(Dataset items)
=-=-=

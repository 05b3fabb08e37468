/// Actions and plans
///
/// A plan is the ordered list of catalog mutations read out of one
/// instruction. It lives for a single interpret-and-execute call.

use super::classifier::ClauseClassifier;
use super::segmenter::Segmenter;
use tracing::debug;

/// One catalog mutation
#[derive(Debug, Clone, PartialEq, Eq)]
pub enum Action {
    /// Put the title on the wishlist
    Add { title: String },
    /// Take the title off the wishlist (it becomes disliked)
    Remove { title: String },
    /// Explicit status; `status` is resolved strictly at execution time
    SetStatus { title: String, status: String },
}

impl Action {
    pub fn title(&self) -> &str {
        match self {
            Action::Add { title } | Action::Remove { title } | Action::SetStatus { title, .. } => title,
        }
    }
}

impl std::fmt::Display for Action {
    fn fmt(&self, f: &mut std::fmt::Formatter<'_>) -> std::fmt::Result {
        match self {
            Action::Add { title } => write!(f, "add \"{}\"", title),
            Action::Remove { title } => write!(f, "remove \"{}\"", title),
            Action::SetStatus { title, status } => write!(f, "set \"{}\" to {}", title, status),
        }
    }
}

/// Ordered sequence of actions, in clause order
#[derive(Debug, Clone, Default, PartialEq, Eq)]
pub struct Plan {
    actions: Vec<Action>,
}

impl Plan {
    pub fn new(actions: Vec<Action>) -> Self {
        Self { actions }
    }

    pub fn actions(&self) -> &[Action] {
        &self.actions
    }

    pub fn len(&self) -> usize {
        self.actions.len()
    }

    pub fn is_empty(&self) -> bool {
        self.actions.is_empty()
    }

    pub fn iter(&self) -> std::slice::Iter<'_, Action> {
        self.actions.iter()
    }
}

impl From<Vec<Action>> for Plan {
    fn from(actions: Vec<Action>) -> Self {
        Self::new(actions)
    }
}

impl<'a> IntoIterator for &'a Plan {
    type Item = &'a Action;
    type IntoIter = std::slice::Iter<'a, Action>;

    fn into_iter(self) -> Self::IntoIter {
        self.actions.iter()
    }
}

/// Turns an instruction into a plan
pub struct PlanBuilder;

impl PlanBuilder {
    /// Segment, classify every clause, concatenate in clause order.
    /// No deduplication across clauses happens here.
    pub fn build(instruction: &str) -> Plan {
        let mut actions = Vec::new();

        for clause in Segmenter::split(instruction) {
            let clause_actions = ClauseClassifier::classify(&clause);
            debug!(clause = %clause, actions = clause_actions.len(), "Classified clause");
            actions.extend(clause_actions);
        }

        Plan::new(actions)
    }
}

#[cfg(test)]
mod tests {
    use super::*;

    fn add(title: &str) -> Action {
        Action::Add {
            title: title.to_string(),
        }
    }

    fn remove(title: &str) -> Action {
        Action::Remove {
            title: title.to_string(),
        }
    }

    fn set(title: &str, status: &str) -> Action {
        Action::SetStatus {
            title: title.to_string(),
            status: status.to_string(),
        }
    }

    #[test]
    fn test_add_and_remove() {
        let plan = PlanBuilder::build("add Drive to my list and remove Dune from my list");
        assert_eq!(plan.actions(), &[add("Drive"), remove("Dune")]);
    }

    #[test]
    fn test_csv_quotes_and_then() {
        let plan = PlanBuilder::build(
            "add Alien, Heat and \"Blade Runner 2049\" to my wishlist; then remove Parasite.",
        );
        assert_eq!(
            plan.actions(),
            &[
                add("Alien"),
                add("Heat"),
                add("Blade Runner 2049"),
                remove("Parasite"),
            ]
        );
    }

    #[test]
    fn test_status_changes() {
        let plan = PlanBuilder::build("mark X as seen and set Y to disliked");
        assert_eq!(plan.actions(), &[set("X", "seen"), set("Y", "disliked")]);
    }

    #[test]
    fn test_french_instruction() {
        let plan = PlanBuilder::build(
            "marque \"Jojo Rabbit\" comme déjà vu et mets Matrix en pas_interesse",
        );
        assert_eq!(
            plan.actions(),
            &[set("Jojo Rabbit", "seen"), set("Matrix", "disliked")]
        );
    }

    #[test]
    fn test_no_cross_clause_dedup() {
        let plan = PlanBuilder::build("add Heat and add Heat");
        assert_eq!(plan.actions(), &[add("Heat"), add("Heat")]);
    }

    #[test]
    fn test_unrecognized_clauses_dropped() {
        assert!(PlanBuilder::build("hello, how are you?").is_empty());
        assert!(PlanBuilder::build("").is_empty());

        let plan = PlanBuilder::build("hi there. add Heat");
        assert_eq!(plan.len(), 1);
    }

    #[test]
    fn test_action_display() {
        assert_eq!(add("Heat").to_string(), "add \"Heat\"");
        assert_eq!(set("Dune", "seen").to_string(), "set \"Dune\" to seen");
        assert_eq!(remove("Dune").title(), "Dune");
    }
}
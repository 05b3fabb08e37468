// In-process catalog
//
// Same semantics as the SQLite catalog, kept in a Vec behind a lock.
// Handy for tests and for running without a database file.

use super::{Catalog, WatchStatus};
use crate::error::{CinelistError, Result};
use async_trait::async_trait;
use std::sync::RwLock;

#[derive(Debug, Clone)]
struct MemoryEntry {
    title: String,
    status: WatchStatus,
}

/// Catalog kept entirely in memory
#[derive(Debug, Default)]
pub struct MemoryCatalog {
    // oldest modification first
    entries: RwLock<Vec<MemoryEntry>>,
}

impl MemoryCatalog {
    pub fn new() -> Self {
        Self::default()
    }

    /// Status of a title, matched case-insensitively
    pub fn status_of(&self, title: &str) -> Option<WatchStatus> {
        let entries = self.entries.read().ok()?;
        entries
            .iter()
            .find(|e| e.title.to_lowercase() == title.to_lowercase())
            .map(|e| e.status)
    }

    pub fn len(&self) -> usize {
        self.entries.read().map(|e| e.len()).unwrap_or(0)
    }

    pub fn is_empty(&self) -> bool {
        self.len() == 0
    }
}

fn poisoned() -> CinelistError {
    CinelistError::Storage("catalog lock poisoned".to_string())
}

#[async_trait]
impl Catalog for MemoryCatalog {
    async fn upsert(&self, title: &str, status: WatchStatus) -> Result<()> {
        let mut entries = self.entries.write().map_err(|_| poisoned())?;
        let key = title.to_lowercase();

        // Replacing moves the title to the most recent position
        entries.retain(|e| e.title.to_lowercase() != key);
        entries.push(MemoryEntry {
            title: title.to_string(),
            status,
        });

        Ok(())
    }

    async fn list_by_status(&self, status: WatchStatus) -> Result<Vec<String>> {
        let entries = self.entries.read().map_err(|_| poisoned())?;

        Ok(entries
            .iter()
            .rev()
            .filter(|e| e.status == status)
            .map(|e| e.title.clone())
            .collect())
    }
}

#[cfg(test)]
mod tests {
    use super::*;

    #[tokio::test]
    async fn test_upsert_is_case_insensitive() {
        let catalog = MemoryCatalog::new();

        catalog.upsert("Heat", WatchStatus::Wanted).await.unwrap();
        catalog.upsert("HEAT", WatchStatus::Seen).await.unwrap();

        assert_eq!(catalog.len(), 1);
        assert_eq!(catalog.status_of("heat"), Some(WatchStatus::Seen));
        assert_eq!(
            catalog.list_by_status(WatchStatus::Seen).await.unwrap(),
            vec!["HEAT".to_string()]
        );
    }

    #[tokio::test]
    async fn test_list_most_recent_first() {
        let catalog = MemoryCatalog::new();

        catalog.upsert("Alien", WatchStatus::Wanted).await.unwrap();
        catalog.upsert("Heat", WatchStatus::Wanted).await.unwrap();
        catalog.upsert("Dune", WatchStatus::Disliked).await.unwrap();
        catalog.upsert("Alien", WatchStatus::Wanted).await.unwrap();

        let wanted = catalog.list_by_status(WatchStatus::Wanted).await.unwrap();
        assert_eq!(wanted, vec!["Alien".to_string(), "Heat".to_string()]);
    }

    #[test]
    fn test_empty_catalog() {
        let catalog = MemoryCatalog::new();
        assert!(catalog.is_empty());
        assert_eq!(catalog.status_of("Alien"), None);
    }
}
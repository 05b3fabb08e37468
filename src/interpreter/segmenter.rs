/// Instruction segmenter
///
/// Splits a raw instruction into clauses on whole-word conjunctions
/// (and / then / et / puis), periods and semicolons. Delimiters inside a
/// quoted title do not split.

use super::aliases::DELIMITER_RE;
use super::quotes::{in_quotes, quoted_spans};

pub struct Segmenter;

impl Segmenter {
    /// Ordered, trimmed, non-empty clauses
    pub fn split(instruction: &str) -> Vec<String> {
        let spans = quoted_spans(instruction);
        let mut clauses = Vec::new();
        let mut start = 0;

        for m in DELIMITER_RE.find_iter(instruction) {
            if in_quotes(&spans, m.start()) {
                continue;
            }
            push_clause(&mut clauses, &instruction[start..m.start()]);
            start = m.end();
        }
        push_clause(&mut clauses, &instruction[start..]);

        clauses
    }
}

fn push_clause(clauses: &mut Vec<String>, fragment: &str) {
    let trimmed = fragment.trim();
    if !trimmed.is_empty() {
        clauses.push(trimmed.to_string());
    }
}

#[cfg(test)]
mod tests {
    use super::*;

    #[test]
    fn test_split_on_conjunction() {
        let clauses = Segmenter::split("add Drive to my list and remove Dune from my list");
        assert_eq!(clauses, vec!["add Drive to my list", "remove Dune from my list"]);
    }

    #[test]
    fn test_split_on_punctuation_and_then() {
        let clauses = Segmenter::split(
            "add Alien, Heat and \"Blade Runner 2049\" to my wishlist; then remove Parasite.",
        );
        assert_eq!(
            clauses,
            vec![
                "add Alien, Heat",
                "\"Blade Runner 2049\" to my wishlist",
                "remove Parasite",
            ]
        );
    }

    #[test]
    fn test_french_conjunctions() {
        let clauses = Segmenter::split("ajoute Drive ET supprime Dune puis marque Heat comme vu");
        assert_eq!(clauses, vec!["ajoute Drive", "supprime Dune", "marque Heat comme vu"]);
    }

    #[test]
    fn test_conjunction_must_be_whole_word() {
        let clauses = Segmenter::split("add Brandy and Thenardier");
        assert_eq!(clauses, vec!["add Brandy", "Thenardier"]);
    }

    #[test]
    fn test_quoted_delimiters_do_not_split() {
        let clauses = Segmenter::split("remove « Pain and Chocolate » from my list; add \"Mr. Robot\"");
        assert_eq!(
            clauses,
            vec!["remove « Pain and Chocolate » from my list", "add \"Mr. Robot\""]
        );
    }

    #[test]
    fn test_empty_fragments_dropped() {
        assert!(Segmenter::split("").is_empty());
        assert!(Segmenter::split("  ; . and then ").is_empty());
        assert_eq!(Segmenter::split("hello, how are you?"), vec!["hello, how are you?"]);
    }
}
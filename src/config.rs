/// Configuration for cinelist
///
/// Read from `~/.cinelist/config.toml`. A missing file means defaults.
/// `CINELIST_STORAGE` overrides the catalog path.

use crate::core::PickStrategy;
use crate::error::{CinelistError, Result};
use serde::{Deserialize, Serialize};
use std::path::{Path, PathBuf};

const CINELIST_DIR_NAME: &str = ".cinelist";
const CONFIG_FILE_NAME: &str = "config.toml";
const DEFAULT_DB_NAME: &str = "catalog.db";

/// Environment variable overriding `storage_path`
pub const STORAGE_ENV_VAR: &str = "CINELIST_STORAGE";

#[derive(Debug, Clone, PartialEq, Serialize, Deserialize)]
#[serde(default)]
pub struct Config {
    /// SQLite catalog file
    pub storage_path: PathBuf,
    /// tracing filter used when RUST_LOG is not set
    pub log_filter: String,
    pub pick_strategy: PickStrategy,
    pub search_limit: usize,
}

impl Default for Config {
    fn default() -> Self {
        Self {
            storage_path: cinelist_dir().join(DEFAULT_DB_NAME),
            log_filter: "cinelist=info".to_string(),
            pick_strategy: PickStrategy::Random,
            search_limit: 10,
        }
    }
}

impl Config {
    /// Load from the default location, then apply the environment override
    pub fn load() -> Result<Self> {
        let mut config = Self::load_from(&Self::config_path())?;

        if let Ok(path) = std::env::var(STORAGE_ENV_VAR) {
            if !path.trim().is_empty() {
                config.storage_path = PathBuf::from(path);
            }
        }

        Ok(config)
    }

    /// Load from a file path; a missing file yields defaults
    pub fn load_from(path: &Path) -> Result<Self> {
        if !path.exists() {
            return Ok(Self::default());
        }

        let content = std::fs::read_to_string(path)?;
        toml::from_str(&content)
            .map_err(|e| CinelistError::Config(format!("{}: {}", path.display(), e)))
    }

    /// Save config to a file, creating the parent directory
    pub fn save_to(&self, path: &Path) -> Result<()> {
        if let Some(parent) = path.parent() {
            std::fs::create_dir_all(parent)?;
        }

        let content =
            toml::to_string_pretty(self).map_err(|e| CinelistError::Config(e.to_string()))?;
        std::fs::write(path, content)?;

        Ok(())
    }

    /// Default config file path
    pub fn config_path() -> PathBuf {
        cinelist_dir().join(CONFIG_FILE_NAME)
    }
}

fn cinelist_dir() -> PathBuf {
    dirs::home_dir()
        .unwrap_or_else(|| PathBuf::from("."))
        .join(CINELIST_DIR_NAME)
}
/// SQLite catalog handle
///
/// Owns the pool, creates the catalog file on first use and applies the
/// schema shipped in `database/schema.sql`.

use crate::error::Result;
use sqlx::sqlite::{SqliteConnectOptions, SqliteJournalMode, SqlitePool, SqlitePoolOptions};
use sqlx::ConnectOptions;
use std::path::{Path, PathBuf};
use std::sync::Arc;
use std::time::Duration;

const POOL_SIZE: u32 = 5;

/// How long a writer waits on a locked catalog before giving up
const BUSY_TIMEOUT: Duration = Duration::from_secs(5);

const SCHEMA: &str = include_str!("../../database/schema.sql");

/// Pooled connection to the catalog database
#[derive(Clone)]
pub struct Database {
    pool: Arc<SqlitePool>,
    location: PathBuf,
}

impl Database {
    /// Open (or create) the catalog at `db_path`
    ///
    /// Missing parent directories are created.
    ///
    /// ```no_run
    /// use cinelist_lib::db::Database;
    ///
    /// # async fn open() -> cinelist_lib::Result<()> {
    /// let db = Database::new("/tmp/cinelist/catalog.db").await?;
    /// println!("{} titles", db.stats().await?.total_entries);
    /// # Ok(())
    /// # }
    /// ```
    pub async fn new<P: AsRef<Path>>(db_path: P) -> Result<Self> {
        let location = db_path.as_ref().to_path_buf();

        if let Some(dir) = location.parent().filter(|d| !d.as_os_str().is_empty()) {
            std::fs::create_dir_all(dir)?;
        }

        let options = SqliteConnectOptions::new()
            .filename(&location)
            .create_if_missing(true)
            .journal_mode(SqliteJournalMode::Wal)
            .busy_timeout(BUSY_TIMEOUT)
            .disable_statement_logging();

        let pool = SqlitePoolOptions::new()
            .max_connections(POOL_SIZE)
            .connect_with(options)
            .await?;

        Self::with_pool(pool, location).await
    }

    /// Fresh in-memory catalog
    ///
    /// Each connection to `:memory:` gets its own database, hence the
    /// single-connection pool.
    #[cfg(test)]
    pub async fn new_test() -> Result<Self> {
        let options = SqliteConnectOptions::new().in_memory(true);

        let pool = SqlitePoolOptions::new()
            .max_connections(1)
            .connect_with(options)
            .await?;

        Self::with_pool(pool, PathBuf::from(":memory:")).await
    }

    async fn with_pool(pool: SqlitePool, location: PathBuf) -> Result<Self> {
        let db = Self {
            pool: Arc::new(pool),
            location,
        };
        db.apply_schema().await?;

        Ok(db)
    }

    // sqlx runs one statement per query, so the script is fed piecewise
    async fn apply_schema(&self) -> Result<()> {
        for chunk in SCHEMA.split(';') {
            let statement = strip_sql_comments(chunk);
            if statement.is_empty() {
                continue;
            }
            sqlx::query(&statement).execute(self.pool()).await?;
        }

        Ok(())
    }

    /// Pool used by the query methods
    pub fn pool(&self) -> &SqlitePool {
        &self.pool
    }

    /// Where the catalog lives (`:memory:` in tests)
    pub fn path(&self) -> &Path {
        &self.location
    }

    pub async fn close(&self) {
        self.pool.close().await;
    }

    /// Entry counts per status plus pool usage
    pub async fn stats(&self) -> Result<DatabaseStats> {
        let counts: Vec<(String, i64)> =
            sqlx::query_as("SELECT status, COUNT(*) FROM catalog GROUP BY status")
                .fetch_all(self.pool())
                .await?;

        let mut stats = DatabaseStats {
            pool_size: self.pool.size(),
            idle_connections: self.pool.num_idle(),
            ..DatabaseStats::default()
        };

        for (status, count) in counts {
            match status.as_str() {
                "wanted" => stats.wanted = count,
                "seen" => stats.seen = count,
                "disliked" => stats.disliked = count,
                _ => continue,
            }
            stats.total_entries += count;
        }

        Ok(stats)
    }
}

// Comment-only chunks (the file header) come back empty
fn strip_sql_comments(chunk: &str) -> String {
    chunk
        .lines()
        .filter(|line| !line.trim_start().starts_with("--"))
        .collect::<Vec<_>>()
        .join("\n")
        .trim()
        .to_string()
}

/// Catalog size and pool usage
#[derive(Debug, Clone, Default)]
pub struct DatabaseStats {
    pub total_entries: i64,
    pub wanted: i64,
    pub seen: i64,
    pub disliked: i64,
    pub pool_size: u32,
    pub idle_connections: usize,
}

=-=-=

▶ The task
Please list every line of the records that contains "defaults".

▶ Answer to the exercise
/// Read from `~/.cinelist/config.toml`. A missing file means defaults.
    /// Load from a file path; a missing file yields defaults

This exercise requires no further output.